▶ _Assigned task_
Print nothing but the lines below starting at the line that holds "sublicense, and/or sell" and ending at the line that holds "c: &Rational, d: &Rational|", including both, each exactly as written.

▶ _Record excerpts_
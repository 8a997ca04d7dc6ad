// SPDX-License-Identifier: MIT
//
// Copyright (c) 2025 Alexandre Severino
//
// Permission is hereby granted, free of charge, to any person obtaining a copy
// of this software and associated documentation files (the "Software"), to deal
// in the Software without restriction, including without limitation the rights
// to use, copy, modify, merge, publish, distribute, sublicense, and/or sell
// copies of the Software, and to permit persons to whom the Software is
// furnished to do so, subject to the following conditions:
//
// The above copyright notice and this permission notice shall be included in
// all copies or substantial portions of the Software.
//
// THE SOFTWARE IS PROVIDED "AS IS", WITHOUT WARRANTY OF ANY KIND, EXPRESS OR
// IMPLIED, INCLUDING BUT NOT LIMITED TO THE WARRANTIES OF MERCHANTABILITY,
// FITNESS FOR A PARTICULAR PURPOSE AND NONINFRINGEMENT. IN NO EVENT SHALL THE
// AUTHORS OR COPYRIGHT HOLDERS BE LIABLE FOR ANY CLAIM, DAMAGES OR OTHER
// LIABILITY, WHETHER IN AN ACTION OF CONTRACT, TORT OR OTHERWISE, ARISING FROM,
// OUT OF OR IN CONNECTION WITH THE SOFTWARE OR THE USE OR OTHER DEALINGS IN THE
// SOFTWARE.

//! Exact evaluation of small determinants.
//!
//! Every finite `f64` is a dyadic rational, so the determinant of a matrix of
//! floats can be evaluated without rounding in `rug::Rational`. This is used
//! to decide whether a floating-point zero (or near zero) determinant is a
//! genuinely singular configuration.

use std::cmp::Ordering;

use rug::Rational;

#[inline]
fn exact(v: f64) -> Option<Rational> {
    Rational::from_f64(v)
}

/// Exact value of `a*d - b*c`. `None` if any entry is not finite.
pub fn det2(a: f64, b: f64, c: f64, d: f64) -> Option<Rational> {
    let (a, b, c, d) = (exact(a)?, exact(b)?, exact(c)?, exact(d)?);
    let ad = Rational::from(&a * &d);
    let bc = Rational::from(&b * &c);
    Some(ad - bc)
}

/// Exact determinant of a row-major 3x3 matrix.
pub fn det3(m: &[[f64; 3]; 3]) -> Option<Rational> {
    let mut r: [[Rational; 3]; 3] = Default::default();
    for i in 0..3 {
        for j in 0..3 {
            r[i][j] = exact(m[i][j])?;
        }
    }
    let minor = |a: &Rational, b: &Rational, c: &Rational, d: &Rational| {
        Rational::from(a * d) - Rational::from(b * c)
    };
    let m0 = minor(&r[1][1], &r[1][2], &r[2][1], &r[2][2]);
    let m1 = minor(&r[1][0], &r[1][2], &r[2][0], &r[2][2]);
    let m2 = minor(&r[1][0], &r[1][1], &r[2][0], &r[2][1]);

    let t0 = Rational::from(&r[0][0] * &m0);
    let t1 = Rational::from(&r[0][1] * &m1);
    let t2 = Rational::from(&r[0][2] * &m2);
    Some(t0 - t1 + t2)
}

pub fn det2_sign(a: f64, b: f64, c: f64, d: f64) -> Option<Ordering> {
    det2(a, b, c, d).map(|v| v.cmp0())
}

pub fn det3_sign(m: &[[f64; 3]; 3]) -> Option<Ordering> {
    det3(m).map(|v| v.cmp0())
}
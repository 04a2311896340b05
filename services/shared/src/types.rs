/// Plain data types shared by the client crates
///
/// On-chain records mirror the vault program's account layouts field for
/// field; the client never mutates them except through submitted transactions.
use serde::{Deserialize, Serialize};
use solana_sdk::pubkey::Pubkey;

/// Serialize pubkeys as base58 strings instead of byte arrays
pub mod pubkey_string {
    use serde::{de::Error, Deserialize, Deserializer, Serializer};
    use solana_sdk::pubkey::Pubkey;
    use std::str::FromStr;

    pub fn serialize<S: Serializer>(key: &Pubkey, serializer: S) -> Result<S::Ok, S::Error> {
        serializer.serialize_str(&key.to_string())
    }

    pub fn deserialize<'de, D: Deserializer<'de>>(deserializer: D) -> Result<Pubkey, D::Error> {
        let raw = String::deserialize(deserializer)?;
        Pubkey::from_str(&raw).map_err(D::Error::custom)
    }
}

/// Casino configuration and authority (singleton)
#[derive(Debug, Clone, PartialEq, Eq, Serialize, Deserialize)]
pub struct Casino {
    #[serde(with = "pubkey_string")]
    pub authority: Pubkey,
    #[serde(with = "pubkey_string")]
    pub processor: Pubkey,
    #[serde(with = "pubkey_string")]
    pub treasury: Pubkey,
    pub bump: u8,
    pub vault_authority_bump: u8,
    pub paused: bool,
    pub total_bets: u64,
    pub total_volume: u64,
    pub created_at: i64,
}

impl Casino {
    pub const LEN: usize = 8 + // discriminator
        32 + // authority
        32 + // processor
        32 + // treasury
        1 + // bump
        1 + // vault_authority_bump
        1 + // paused
        8 + // total_bets
        8 + // total_volume
        8; // created_at
}

/// User vault holding the custodial balance
#[derive(Debug, Clone, PartialEq, Eq, Serialize, Deserialize)]
pub struct Vault {
    #[serde(with = "pubkey_string")]
    pub owner: Pubkey,
    #[serde(with = "pubkey_string")]
    pub casino: Pubkey,
    pub bump: u8,
    /// Balance in lamports
    pub sol_balance: u64,
    pub created_at: i64,
    pub last_activity: i64,
}

impl Vault {
    pub const LEN: usize = 8 + // discriminator
        32 + // owner
        32 + // casino
        1 + // bump
        8 + // sol_balance
        8 + // created_at
        8; // last_activity
}

/// Per-user-per-spender counter for deterministic allowance addresses
#[derive(Debug, Clone, PartialEq, Eq, Serialize, Deserialize)]
pub struct AllowanceNonceRegistry {
    #[serde(with = "pubkey_string")]
    pub user: Pubkey,
    #[serde(with = "pubkey_string")]
    pub casino: Pubkey,
    /// Only ever increases
    pub next_nonce: u64,
    pub bump: u8,
}

impl AllowanceNonceRegistry {
    pub const LEN: usize = 8 + // discriminator
        32 + // user
        32 + // casino
        8 + // next_nonce
        1; // bump
}

/// Capped, time-boxed spending authorization
#[derive(Debug, Clone, PartialEq, Eq, Serialize, Deserialize)]
pub struct Allowance {
    #[serde(with = "pubkey_string")]
    pub user: Pubkey,
    /// Spender
    #[serde(with = "pubkey_string")]
    pub casino: Pubkey,
    #[serde(with = "pubkey_string")]
    pub token_mint: Pubkey,
    pub amount: u64,
    pub spent: u64,
    pub expires_at: i64,
    pub created_at: i64,
    pub nonce: u64,
    pub revoked: bool,
    pub bump: u8,
    pub last_spent_at: i64,
    pub spend_count: u32,
}

impl Allowance {
    pub const LEN: usize = 8 + // discriminator
        32 + // user
        32 + // casino
        32 + // token_mint
        8 + // amount
        8 + // spent
        8 + // expires_at
        8 + // created_at
        8 + // nonce
        1 + // revoked
        1 + // bump
        8 + // last_spent_at
        4; // spend_count

    pub fn remaining(&self) -> u64 {
        self.amount.saturating_sub(self.spent)
    }

    pub fn is_expired(&self, now: i64) -> bool {
        now > self.expires_at
    }

    /// Neither revoked nor expired at `now`
    pub fn is_active(&self, now: i64) -> bool {
        !self.revoked && !self.is_expired(now)
    }
}

/// Rate limiter for allowance approvals
#[derive(Debug, Clone, PartialEq, Eq, Serialize, Deserialize)]
pub struct RateLimiter {
    #[serde(with = "pubkey_string")]
    pub user: Pubkey,
    pub approvals_count: u8,
    pub window_start: i64,
    pub bump: u8,
}

impl RateLimiter {
    pub const LEN: usize = 8 + // discriminator
        32 + // user
        1 + // approvals_count
        8 + // window_start
        1; // bump
}

/// Client-local pointer to the most recent allowance
#[derive(Debug, Clone, PartialEq, Eq, Serialize, Deserialize)]
pub struct PlaySessionEntry {
    #[serde(with = "pubkey_string")]
    pub allowance: Pubkey,
    pub expires_at: i64,
    pub nonce: u64,
}

impl PlaySessionEntry {
    pub fn is_expired(&self, now: i64) -> bool {
        now > self.expires_at
    }
}

/// Result of a confirmed approve or extend
#[derive(Debug, Clone, PartialEq, Eq, Serialize, Deserialize)]
pub struct ApproveOutcome {
    pub signature: String,
    #[serde(with = "pubkey_string")]
    pub allowance_address: Pubkey,
    pub used_nonce: u64,
    pub expires_at: i64,
    /// Whether a vault had to be initialized first
    pub vault_initialized: bool,
}

/// An allowance that currently authorizes debits
#[derive(Debug, Clone, PartialEq, Eq, Serialize, Deserialize)]
pub struct ActiveAllowance {
    #[serde(with = "pubkey_string")]
    pub address: Pubkey,
    pub record: Allowance,
}

/// Where an active-allowance lookup got its answer
#[derive(Debug, Clone, Copy, PartialEq, Eq, Serialize, Deserialize)]
#[serde(rename_all = "snake_case")]
pub enum LookupSource {
    /// The cached pointer was still valid (one account read)
    Cache,
    /// Exhaustive nonce scan
    Scan,
}

#[derive(Debug, Clone, PartialEq, Eq, Serialize, Deserialize)]
pub struct ActiveAllowanceLookup {
    pub allowance: Option<ActiveAllowance>,
    pub source: LookupSource,
}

▶ _Expected answer_
// to use, copy, modify, merge, publish, distribute, sublicense, and/or sell
// copies of the Software, and to permit persons to whom the Software is
// furnished to do so, subject to the following conditions:
//
// The above copyright notice and this permission notice shall be included in
// all copies or substantial portions of the Software.
//
// THE SOFTWARE IS PROVIDED "AS IS", WITHOUT WARRANTY OF ANY KIND, EXPRESS OR
// IMPLIED, INCLUDING BUT NOT LIMITED TO THE WARRANTIES OF MERCHANTABILITY,
// FITNESS FOR A PARTICULAR PURPOSE AND NONINFRINGEMENT. IN NO EVENT SHALL THE
// AUTHORS OR COPYRIGHT HOLDERS BE LIABLE FOR ANY CLAIM, DAMAGES OR OTHER
// LIABILITY, WHETHER IN AN ACTION OF CONTRACT, TORT OR OTHERWISE, ARISING FROM,
// OUT OF OR IN CONNECTION WITH THE SOFTWARE OR THE USE OR OTHER DEALINGS IN THE
// SOFTWARE.

//! Exact evaluation of small determinants.
//!
//! Every finite `f64` is a dyadic rational, so the determinant of a matrix of
//! floats can be evaluated without rounding in `rug::Rational`. This is used
//! to decide whether a floating-point zero (or near zero) determinant is a
//! genuinely singular configuration.

use std::cmp::Ordering;

use rug::Rational;

#[inline]
fn exact(v: f64) -> Option<Rational> {
    Rational::from_f64(v)
}

/// Exact value of `a*d - b*c`. `None` if any entry is not finite.
pub fn det2(a: f64, b: f64, c: f64, d: f64) -> Option<Rational> {
    let (a, b, c, d) = (exact(a)?, exact(b)?, exact(c)?, exact(d)?);
    let ad = Rational::from(&a * &d);
    let bc = Rational::from(&b * &c);
    Some(ad - bc)
}

/// Exact determinant of a row-major 3x3 matrix.
pub fn det3(m: &[[f64; 3]; 3]) -> Option<Rational> {
    let mut r: [[Rational; 3]; 3] = Default::default();
    for i in 0..3 {
        for j in 0..3 {
            r[i][j] = exact(m[i][j])?;
        }
    }
    let minor = |a: &Rational, b: &Rational, c: &Rational, d: &Rational| {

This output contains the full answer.